The implementation is straightforward. The service reads GEMINI_API_KEY from the .env file, creates an instance of GoogleGenAI and exposes one method called generateContentAsync. I also created a small GenerateRequest type. The reason is simple: I only want to expose the properties that this example needs. The original SDK request type contains more options and for this proof of concept that would make the code harder to read.
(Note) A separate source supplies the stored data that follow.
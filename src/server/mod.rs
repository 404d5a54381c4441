//! HTTP API server
//!
//! JSON endpoints for routing previews, agent listing and classification,
//! agent execution and raw chat.

pub mod http;
pub mod rate_limit;

use anyhow::{Context, Result};
use axum::{
    http::{header, HeaderName, HeaderValue, Method},
    middleware,
    routing::{get, post},
    Router,
};
use std::net::SocketAddr;
use std::sync::Arc;
use std::time::Duration;
use tower_http::cors::{AllowOrigin, CorsLayer};
use tower_http::set_header::SetResponseHeaderLayer;
use tower_http::trace::TraceLayer;
use tracing::{info, warn};

use crate::agent::{self, AgentExecutor, CompletionProvider, OpenRouterClient};
use crate::config::{Config, ServerConfig};
use crate::orchestrator::{AgentClassifier, AgentRegistry, BudgetManager, ModelRouter};
use rate_limit::RateLimits;

/// Shared server state
#[derive(Clone)]
pub struct ServerState {
    pub config: Arc<Config>,
    pub router: Arc<ModelRouter>,
    pub classifier: Arc<AgentClassifier>,
    pub registry: Arc<AgentRegistry>,
    pub budget: BudgetManager,
    /// Absent when no API key is configured
    pub provider: Option<Arc<dyn CompletionProvider>>,
    pub executor: Option<AgentExecutor>,
    pub limits: RateLimits,
}

impl ServerState {
    /// Build state from configuration around an optional provider
    pub fn new(config: Config, provider: Option<Arc<dyn CompletionProvider>>) -> Result<Self> {
        let router = ModelRouter::from_config(&config.routing).context("Invalid routing configuration")?;
        let classifier =
            AgentClassifier::from_config(&config.classifier.rules).context("Invalid classifier rules")?;
        let registry = AgentRegistry::with_custom(&config.agents);
        let budget = BudgetManager::from_config(&config.budget);
        let limits = RateLimits::from_config(&config.server);

        let executor = match &provider {
            Some(p) => Some(agent::executor_with_provider(&config, p.clone(), budget.clone())?),
            None => None,
        };

        Ok(Self {
            config: Arc::new(config),
            router: Arc::new(router),
            classifier: Arc::new(classifier),
            registry: Arc::new(registry),
            budget,
            provider,
            executor,
            limits,
        })
    }
}

const HSTS: &str = "max-age=63072000; includeSubDomains; preload";

/// CORS restricted to the configured origins, with credentials
fn cors_layer(config: &ServerConfig) -> CorsLayer {
    let origins: Vec<HeaderValue> = config
        .allowed_origins
        .iter()
        .filter_map(|origin| match HeaderValue::from_str(origin) {
            Ok(value) => Some(value),
            Err(_) => {
                warn!("Ignoring invalid CORS origin {:?}", origin);
                None
            }
        })
        .collect();

    CorsLayer::new()
        .allow_origin(AllowOrigin::list(origins))
        .allow_credentials(true)
        .allow_methods([Method::GET, Method::POST, Method::PUT, Method::DELETE, Method::OPTIONS])
        .allow_headers([
            header::CONTENT_TYPE,
            header::AUTHORIZATION,
            HeaderName::from_static("x-requested-with"),
        ])
        .max_age(Duration::from_secs(86400))
}

/// Build the application router
pub fn app(state: ServerState) -> Router {
    let cors = cors_layer(&state.config.server);
    let hsts = state.config.server.hsts.then(|| HeaderValue::from_static(HSTS));

    Router::new()
        .route("/api/status", get(http::status_handler))
        .route("/api/models", get(http::models_handler))
        .route("/api/route", post(http::route_handler))
        .route("/api/agents", get(http::agents_handler))
        .route("/api/agents/templates", get(http::templates_handler))
        .route("/api/agents/classify", post(http::classify_handler))
        .route("/api/agents/execute", post(http::execute_handler))
        .route("/api/chat", post(http::chat_handler))
        .layer(middleware::from_fn_with_state(
            state.limits.clone(),
            rate_limit::rate_limit_middleware,
        ))
        .layer(cors)
        .layer(SetResponseHeaderLayer::overriding(
            HeaderName::from_static("x-dns-prefetch-control"),
            HeaderValue::from_static("on"),
        ))
        .layer(SetResponseHeaderLayer::overriding(
            header::X_FRAME_OPTIONS,
            HeaderValue::from_static("DENY"),
        ))
        .layer(SetResponseHeaderLayer::overriding(
            header::X_CONTENT_TYPE_OPTIONS,
            HeaderValue::from_static("nosniff"),
        ))
        .layer(SetResponseHeaderLayer::overriding(
            header::REFERRER_POLICY,
            HeaderValue::from_static("strict-origin-when-cross-origin"),
        ))
        .layer(SetResponseHeaderLayer::overriding(
            HeaderName::from_static("permissions-policy"),
            HeaderValue::from_static("camera=(), microphone=(), geolocation=()"),
        ))
        .layer(SetResponseHeaderLayer::overriding(header::STRICT_TRANSPORT_SECURITY, hsts))
        .layer(TraceLayer::new_for_http())
        .with_state(state)
}

/// Start the web server
pub async fn start(host: &str, port: u16) -> Result<()> {
    let config = Config::load()?;

    let provider: Option<Arc<dyn CompletionProvider>> = match OpenRouterClient::from_config(&config.openrouter) {
        Ok(client) => Some(Arc::new(client)),
        Err(e) => {
            warn!("No OpenRouter API key available, execution endpoints disabled: {}", e);
            None
        }
    };
    let has_provider = provider.is_some();

    let state = ServerState::new(config, provider)?;
    let addr: SocketAddr = format!("{}:{}", host, port)
        .parse()
        .with_context(|| format!("Invalid bind address {}:{}", host, port))?;

    println!("━━━━━━━━━━━━━━━━━━━━━━━━━━━━━━━━━━━━━━━━");
    println!("     OurArk Router Starting");
    println!("━━━━━━━━━━━━━━━━━━━━━━━━━━━━━━━━━━━━━━━━");
    println!();
    println!("✓ Models:  {}", state.router.catalog().len());
    println!("✓ Agents:  {}", state.registry.agents().len());
    if has_provider {
        println!("✓ OpenRouter API key found");
    } else {
        println!("⚠ No API key: /api/chat and /api/agents/execute will return 500");
        println!("  Set OPENROUTER_API_KEY or run: ourark config --set-api-key YOUR_KEY");
    }
    println!();
    println!("🚀 Listening on http://{}", addr);

    info!("Server listening on {}", addr);
    let listener = tokio::net::TcpListener::bind(addr)
        .await
        .with_context(|| format!("Failed to bind {}", addr))?;
    axum::serve(listener, app(state)).await?;

    Ok(())
}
You also need to create a .env file:

GEMINI_API_KEY = your-api-key

Do not forget to add the .env file to .gitignore, so you do not commit your API key to the repository.

Agent Creation

Now we can put everything together in agent.ts. In this example, the tool definition is hardcoded. That keeps the proof of concept simple and easier to understand. In a more generic version, we could read WebMCP tools from the page and map them into Gemini tool declarations automatically. But that would add more code and I want this article to stay focused on the core idea.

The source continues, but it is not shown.